Personal information
- Native name: Conchúr Ó Cuana (Irish)
- Born: 22 October 1992 (age 33) Ballinasloe, Ireland
- Occupation: Primary school teacher
- Height: 1.88 m (6 ft 2 in)

Sport
- Sport: Hurling
- Position: Full-forward

Club
- Years: Club
- St Thomas'

Club titles
- Galway titles: 8
- All-Ireland Titles: 2

Inter-county*
- Years: County / Apps (scores)
- 2012–present: Galway / 67 (14–200)

Inter-county titles
- Leinster titles: 4
- All-Irelands: 1
- NHL: 2
- All Stars: 1
- *Inter County team apps and scores correct as of match played 21 June 2025.

= Conor Cooney =

Irish hurler (born 1992)

Conor Cooney (born 22 October 1992) is an Irish hurler who plays for Galway Senior Championship club St Thomas' and at inter-county level with the Galway senior hurling team. He usually lines out as a full-forward.

==Playing career==
===Gort Community School===

Cooney first came to prominence as a hurler with Gort Community School. He played in every grade of hurling before eventually joining the school's senior team. On 8 March 2008, he won a Connacht Colleges Championship medal as a non-playing substitute following Gort's 2-16 to 0-15 defeat of Mercy Colleges in the final.

After breaking onto the starting fifteen, Cooney lined out at midfield when Gort Community School faced Portumna Community School in the Connacht final on 21 March 2009. He scored four points from frees and claimed a second winners' medal - his first on the field of play - after a 2-14 to 0-08 victory.

On 6 March 2010, Cooney lined out in a third successive Connacht final. He scored three points from full-forward but ended the game on the losing side after suffering a 1-13 to 2-09 defeat by Presentation College from Athenry.

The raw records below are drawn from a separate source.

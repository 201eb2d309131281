//! Error types and result aliases for sprout operations.
//!
//! Provides a unified error type covering catalog, resolution, conflict,
//! install and state failures with actionable error messages.

use thiserror::Error;

/// Unified error type for all sprout operations
#[derive(Error, Debug)]
pub enum SproutError {
    // Catalog errors
    #[error("Failed to fetch or parse catalog metadata: {message}")]
    Catalog { message: String },

    #[error("Invalid version string: {input}")]
    VersionParse { input: String },

    #[error("Package '{name}' not found in catalog")]
    PackageNotFound { name: String },

    // Resolution errors
    #[error("No version of '{package}' satisfies '{range}'")]
    NoMatchingVersion { package: String, range: String },

    #[error("Dependency conflicts detected:\n{report}")]
    Conflict { report: String },

    #[error("Operation aborted by caller")]
    OperationAborted,

    #[error("Circular dependency detected: {cycle}")]
    CircularDependency { cycle: String },

    // Install errors
    #[error("Failed to install '{package}': {message}")]
    Install { package: String, message: String },

    #[error("Invalid state: {message}")]
    State { message: String },

    // Transport errors
    #[error("Network error: {message}")]
    Network {
        message: String,
        #[source]
        source: Option<Box<dyn std::error::Error + Send + Sync>>,
    },

    // IO errors
    #[error("IO error: {message}")]
    Io {
        message: String,
        #[source]
        source: std::io::Error,
    },

    // Config errors
    #[error("Configuration field '{field}' is invalid: {reason}")]
    ConfigValidation { field: String, reason: String },
}

/// Result type alias for sprout operations
pub type SproutResult<T> = Result<T, SproutError>;

impl SproutError {
    /// Create a network error from any error type
    pub fn network<E>(message: String, source: E) -> Self
    where
        E: std::error::Error + Send + Sync + 'static,
    {
        Self::Network {
            message,
            source: Some(Box::new(source)),
        }
    }

    /// Create an IO error from std::io::Error
    pub fn io(message: String, source: std::io::Error) -> Self {
        Self::Io { message, source }
    }

    /// Check if this error is recoverable
    pub fn is_recoverable(&self) -> bool {
        matches!(
            self,
            SproutError::Network { .. } | SproutError::Io { .. } | SproutError::Catalog { .. }
        )
    }

    /// Get a user-friendly suggestion for fixing this error
    pub fn suggestion(&self) -> Option<&'static str> {
        match self {
            SproutError::PackageNotFound { .. } => {
                Some("Check the package name spelling or refresh the catalog")
            },
            SproutError::Network { .. } => Some("Check your internet connection and try again"),
            SproutError::Conflict { .. } => {
                Some("Pass --yes to proceed anyway, or update the conflicting packages first")
            },
            SproutError::CircularDependency { .. } => {
                Some("One of the packages declares a dependency cycle; report it upstream")
            },
            SproutError::NoMatchingVersion { .. } => {
                Some("Loosen the version range or pick an explicit available version")
            },
            _ => None,
        }
    }
}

===Mary Immaculate College===

During his studies at the Mary Immaculate College in Limerick, Cooney was selected for the college's senior hurling team. On 2 March 2013, he lined out at left wing-forward when Mary I faced University College Cork in the Fitzgibbon Cup final. Cooney scored 1-03, including a goal from a penalty, but ended the game on the losing side after a 2-17 to 2-12 defeat.

===St Thomas'===
====Minor and under-21====

Cooney joined the St Thomas' club at a young age and played in all grades at juvenile and underage levels. On 2 November 2008, he was at left corner-forward when St Thomas' faced Athenry in the Galway Minor A Championship final. Cooney scored two points from play in the 2-17 to 2-10 victory.

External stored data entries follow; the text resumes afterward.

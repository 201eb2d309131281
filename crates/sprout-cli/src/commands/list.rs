//! List command implementation

use std::sync::Arc;

use sprout_core::error::SproutResult;
use sprout_engine::AutoApprove;

use super::CommandContext;

pub async fn execute(installed_only: bool, ctx: &CommandContext) -> SproutResult<()> {
    let manager = ctx.manager(Arc::new(AutoApprove))?;
    manager.refresh_catalog().await?;

    let mut packages = if installed_only {
        manager.catalog().installed()
    } else {
        manager.catalog().all()
    };
    packages.sort_by(|a, b| a.name.cmp(&b.name));

    if packages.is_empty() {
        ctx.output.info("No packages found.");
        return Ok(());
    }

    for package in packages {
        let mut line = format!("{} {}", package.name, package.newest_version);
        if let Some(local) = &package.local_version {
            if package.has_update() {
                line.push_str(&format!(" (installed {}, update available)", local));
            } else {
                line.push_str(" (installed)");
            }
        }
        ctx.output.line(&line);
    }
    Ok(())
}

Cooney subsequently progressed onto the club's under-21 team. On 5 May 2013, he claimed an under-21 championship winners' medal after St Thomas' 1-10 to 0-11 defeat of Tynagh-Abbey/Duniry in the final.

====Senior====

On 18 November 2012, Cooney lined out at centre-forward when St Thomas' faced Loughrea in their very first county final. He scored four points, including two frees, and claimed a winners' medal after the 3-11 to 2-11 victory. On 17 March 2013, Cooney was again selected at centre-forward when St Thomas' qualified for an All-Ireland final appearance against Kilcormac/Killoughey. He top-scored for the team with five points and collected an All-Ireland medal after the 1-09 to 1-07 victory.

On 16 October 2016, Cooney lined out at right wing-forward in his second Galway Championship final. Her scored six points overall and collected a second winners' medal after the 1-11 to 0-10 defeat of Gort.

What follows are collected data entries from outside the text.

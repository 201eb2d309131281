//! Operation orchestration: conflict checks, recursive dependency
//! resolution, and install/uninstall sequencing.
//!
//! The manager is an explicit context object constructed once per process
//! (or per test) and passed to callers; there is no global state. Resolution
//! is greedy and depth-first with no backtracking: every dependency is fully
//! installed before its dependent, enforced by post-order recursion.

use std::future::Future;
use std::pin::Pin;
use std::sync::Arc;

use dashmap::DashMap;
use tokio::sync::{broadcast, watch, Mutex, Semaphore};
use tracing::{debug, info, warn};

use sprout_core::error::SproutError;
use sprout_core::types::{Catalog, DependencyStatus, PackageInfo, Version, VersionRange};
use sprout_registry::{MetadataCache, RegistryClient};
use sprout_resolver::{ConflictDetector, VersionSelector};

use crate::config::EngineConfig;
use crate::events::PackageEvent;
use crate::installer::{HostHooks, PackageInstaller};
use crate::policy::{ConflictDecision, ConflictPolicy};
use crate::EngineResult;

const EVENT_CHANNEL_CAPACITY: usize = 256;

/// Outcome of one `install_package` call
#[derive(Debug, Clone, Default, PartialEq)]
pub struct InstallReport {
    /// Packages installed this call, dependency-first order
    pub installed: Vec<(String, Version)>,
    /// Packages already satisfied and left untouched
    pub skipped: Vec<String>,
    /// Dependencies that failed and were skipped best-effort
    pub failed_dependencies: Vec<String>,
}

impl InstallReport {
    /// True when the call performed no install work at all
    pub fn is_noop(&self) -> bool {
        self.installed.is_empty() && self.failed_dependencies.is_empty()
    }
}

/// Orchestrates package operations against one catalog and install root
pub struct OperationManager {
    registry: Arc<RegistryClient>,
    catalog: Arc<Catalog>,
    installer: PackageInstaller,
    detector: ConflictDetector,
    policy: Arc<dyn ConflictPolicy>,
    events: broadcast::Sender<PackageEvent>,
    install_permits: Arc<Semaphore>,
    // Single-flight per package name: concurrent operations on the same
    // package serialize on its entry here.
    in_flight: DashMap<String, Arc<Mutex<()>>>,
    cancel_tx: watch::Sender<bool>,
    cancel_rx: watch::Receiver<bool>,
    metadata_cache: MetadataCache,
    cache_ttl: std::time::Duration,
}

impl OperationManager {
    pub fn new(
        config: &EngineConfig,
        policy: Arc<dyn ConflictPolicy>,
        hooks: Arc<dyn HostHooks>,
    ) -> EngineResult<Self> {
        config.validate()?;
        let registry = Arc::new(RegistryClient::new(config.registry_url.clone())?);
        let installer = PackageInstaller::new(
            Arc::clone(&registry),
            config.install_root.clone(),
            hooks,
        );
        let (events, _) = broadcast::channel(EVENT_CHANNEL_CAPACITY);
        let (cancel_tx, cancel_rx) = watch::channel(false);

        Ok(Self {
            registry,
            catalog: Arc::new(Catalog::new()),
            installer,
            detector: ConflictDetector::new(config.host_prefixes.clone()),
            policy,
            events,
            install_permits: Arc::new(Semaphore::new(config.max_concurrent_installs)),
            in_flight: DashMap::new(),
            cancel_tx,
            cancel_rx,
            metadata_cache: MetadataCache::new(),
            cache_ttl: config.cache_ttl(),
        })
    }

    /// Subscribe to package lifecycle events
    pub fn subscribe(&self) -> broadcast::Receiver<PackageEvent> {
        self.events.subscribe()
    }

    pub fn catalog(&self) -> &Catalog {
        &self.catalog
    }

    /// Signal cancellation to all in-flight downloads
    pub fn cancel_downloads(&self) {
        let _ = self.cancel_tx.send(true);
    }

    /// Fetch the full catalog and rebuild the in-memory model.
    ///
    /// A malformed individual entry is logged and skipped so one bad package
    /// cannot empty the catalog. Install state is recomputed from the
    /// install root on every refresh.
    pub async fn refresh_catalog(&self) -> EngineResult<()> {
        let response = self.registry.fetch_catalog().await?;
        debug!(packages = response.len(), "catalog fetched");

        self.catalog.clear();
        for (name, entry) in response {
            self.metadata_cache
                .insert_with_ttl(name.clone(), entry.clone(), self.cache_ttl);

            let mut info = match entry.into_package_info() {
                Ok(info) => info,
                Err(error) => {
                    warn!(package = %name, %error, "skipping malformed catalog entry");
                    continue;
                },
            };
            if let Some(version) = self.installer.installed_version(&name) {
                info.mark_installed(version);
            }
            self.catalog.insert(info);
        }
        Ok(())
    }

    /// Detail view for one package, served from the metadata cache when fresh
    pub async fn package_detail(&self, name: &str) -> EngineResult<PackageInfo> {
        let entry = match self.metadata_cache.get(name) {
            Some(entry) => entry,
            None => {
                let entry = self.registry.fetch_package(name).await?;
                self.metadata_cache
                    .insert_with_ttl(name.to_string(), entry.clone(), self.cache_ttl);
                entry
            },
        };

        let mut info = entry.into_package_info()?;
        if let Some(version) = self.installer.installed_version(name) {
            info.mark_installed(version);
        }
        self.catalog.insert(info.clone());
        Ok(info)
    }

    /// Compatibility status of `name` against a required range
    pub fn dependency_status(&self, name: &str, range_expr: &str) -> DependencyStatus {
        DependencyStatus::query(name, range_expr, &self.catalog)
    }

    /// Install `name`, resolving and installing its dependency tree first.
    ///
    /// `version` pins an explicit published version; `None` installs the
    /// newest. Conflicts found up front are put to the policy; an abort
    /// decision returns `OperationAborted` with zero side effects.
    pub async fn install_package(
        &self,
        name: &str,
        version: Option<Version>,
    ) -> EngineResult<InstallReport> {
        // A fresh operation clears any previous cancellation signal.
        let _ = self.cancel_tx.send(false);

        let target = self
            .catalog
            .get(name)
            .ok_or_else(|| SproutError::PackageNotFound {
                name: name.to_string(),
            })?;

        let desired = match version {
            Some(version) => {
                if !target.available_versions().contains(&version) {
                    return Err(SproutError::NoMatchingVersion {
                        package: name.to_string(),
                        range: version.to_string(),
                    });
                }
                version
            },
            None => target.newest_version.clone(),
        };

        let installed = self.catalog.installed();
        let conflicts = self.detector.detect(&target, &self.catalog, &installed);
        if !conflicts.is_empty() {
            info!(package = %name, count = conflicts.len(), "conflicts detected");
            match self.policy.resolve_conflicts(&conflicts.conflicts) {
                ConflictDecision::Proceed => {},
                ConflictDecision::Abort => return Err(SproutError::OperationAborted),
            }
        }

        let mut report = InstallReport::default();
        let mut resolving = Vec::new();
        self.install_recursive(name.to_string(), desired, &mut resolving, &mut report)
            .await?;
        Ok(report)
    }

    /// Post-order recursive install with an explicit resolving stack.
    ///
    /// A package already on the stack means a dependency cycle; that error
    /// propagates rather than being absorbed by the best-effort dependency
    /// handling, since continuing would install an arbitrary cycle cut.
    fn install_recursive<'a>(
        &'a self,
        name: String,
        version: Version,
        resolving: &'a mut Vec<String>,
        report: &'a mut InstallReport,
    ) -> Pin<Box<dyn Future<Output = EngineResult<()>> + Send + 'a>> {
        Box::pin(async move {
            if resolving.contains(&name) {
                let mut cycle = resolving.clone();
                cycle.push(name.clone());
                return Err(SproutError::CircularDependency {
                    cycle: cycle.join(" -> "),
                });
            }

            let info = self
                .catalog
                .get(&name)
                .ok_or_else(|| SproutError::PackageNotFound { name: name.clone() })?;

            // Already satisfied at the desired version: zero work.
            if info.local_version.as_ref() == Some(&version) {
                if !report.skipped.contains(&name) {
                    report.skipped.push(name);
                }
                return Ok(());
            }

            resolving.push(name.clone());

            for (dep_name, range_expr) in &info.dependencies {
                if self.detector.is_host_managed(dep_name) {
                    debug!(dependency = %dep_name, "host-managed, skipping");
                    continue;
                }

                let range = VersionRange::parse(range_expr);
                let Some(dep_info) = self.catalog.get(dep_name) else {
                    warn!(dependency = %dep_name, "not in catalog, skipping");
                    report.failed_dependencies.push(dep_name.clone());
                    continue;
                };

                // Installed and range-compatible: nothing to do.
                if let Some(installed) = &dep_info.local_version {
                    if range.matches(installed) {
                        if !report.skipped.contains(dep_name) {
                            report.skipped.push(dep_name.clone());
                        }
                        continue;
                    }
                }

                let selector = VersionSelector::for_package(&dep_info);
                let best = match selector.select_best(&range) {
                    Some(best) => best,
                    None => match selector.highest_version() {
                        // Lenient resolution: no satisfying version falls
                        // back to the newest available with a warning.
                        Some(newest) => {
                            warn!(
                                dependency = %dep_name,
                                range = %range_expr,
                                fallback = %newest,
                                "no version satisfies range, using newest"
                            );
                            newest.clone()
                        },
                        None => {
                            warn!(dependency = %dep_name, "no published versions");
                            report.failed_dependencies.push(dep_name.clone());
                            continue;
                        },
                    },
                };

                match self
                    .install_recursive(dep_name.clone(), best, resolving, report)
                    .await
                {
                    Ok(()) => {},
                    Err(error @ SproutError::CircularDependency { .. }) => {
                        resolving.pop();
                        return Err(error);
                    },
                    // Best-effort: one failed dependency does not abort the
                    // remaining declared dependencies.
                    Err(error) => {
                        warn!(dependency = %dep_name, %error, "dependency install failed");
                        report.failed_dependencies.push(dep_name.clone());
                    },
                }
            }

            let result = self.install_one(&name, &version, report).await;
            resolving.pop();
            result
        })
    }

    /// Install a single package under the concurrency bound and its
    /// per-package single-flight lock.
    async fn install_one(
        &self,
        name: &str,
        version: &Version,
        report: &mut InstallReport,
    ) -> EngineResult<()> {
        let lock = self
            .in_flight
            .entry(name.to_string())
            .or_insert_with(|| Arc::new(Mutex::new(())))
            .clone();
        let _flight = lock.lock().await;

        // Another operation may have installed it while we waited.
        if let Some(info) = self.catalog.get(name) {
            if info.local_version.as_ref() == Some(version) {
                if !report.skipped.contains(&name.to_string()) {
                    report.skipped.push(name.to_string());
                }
                return Ok(());
            }
        }

        let _permit = self
            .install_permits
            .acquire()
            .await
            .map_err(|_| SproutError::OperationAborted)?;

        let events = self.events.clone();
        let progress_name = name.to_string();
        let progress = move |fraction: f32| {
            let _ = events.send(PackageEvent::Progress {
                name: progress_name.clone(),
                fraction,
            });
        };

        // Prefer the archive URL published in the package metadata.
        let tarball_url = self.metadata_cache.get(name).and_then(|entry| {
            entry
                .versions
                .get(&version.to_string())
                .and_then(|v| v.dist.as_ref().map(|dist| dist.tarball.clone()))
        });

        self.installer
            .install(name, version, tarball_url.as_deref(), &progress, &self.cancel_rx)
            .await?;

        self.catalog.update(name, |info| {
            info.mark_installed(version.clone());
        });
        let _ = self.events.send(PackageEvent::Installed {
            name: name.to_string(),
            version: version.clone(),
        });
        report.installed.push((name.to_string(), version.clone()));
        Ok(())
    }

    /// Uninstall `name` after the policy confirms the removal
    pub async fn uninstall_package(&self, name: &str) -> EngineResult<()> {
        if !self.catalog.contains(name) {
            return Err(SproutError::PackageNotFound {
                name: name.to_string(),
            });
        }
        if !self.policy.confirm_uninstall(name) {
            return Err(SproutError::OperationAborted);
        }

        let lock = self
            .in_flight
            .entry(name.to_string())
            .or_insert_with(|| Arc::new(Mutex::new(())))
            .clone();
        let _flight = lock.lock().await;

        self.installer.uninstall(name)?;
        self.catalog.update(name, |info| info.mark_uninstalled());
        let _ = self.events.send(PackageEvent::Uninstalled {
            name: name.to_string(),
        });
        Ok(())
    }
}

Cooney captained the team from full-forward when lined out in his third county final on 18 November 2018. He scored 1-01 from play and claimed a third winners' medal following a 2-13 to 0-10 defeat of Liam Mellows.

St Thomas' qualified for a second successive final on 10 November 2019, with Cooney once again captaining the team from full-forward. He was held scoreless throughout but ended the game with a fourth winners' medal after the 1-13 to 0-14 defeat of Liam Mellows.

===Galway===
====Minor and under-21====

Cooney first played for Galway as a 16-year-old member of the minor team during the 2009 All-Ireland Championship. He made his first appearance for the team on 25 July 2009 when he came on as a substitute at midfield for James Regan and scored a point in a 4–23 to 0–10 defeat of Antrim. On 6 September 2009, Cooney won an All-Ireland Championship medal as a non-playing substitute when Galway defeated Kilkenny by 2–15 to 2–11 in the final.

Cooney was eligible for the minor grade for a second successive season in 2010. He made his last appearance for the team on 8 August 2010 when Galway suffered a 5–19 to 0–15 defeat by Kilkenny in the All-Ireland semi-final.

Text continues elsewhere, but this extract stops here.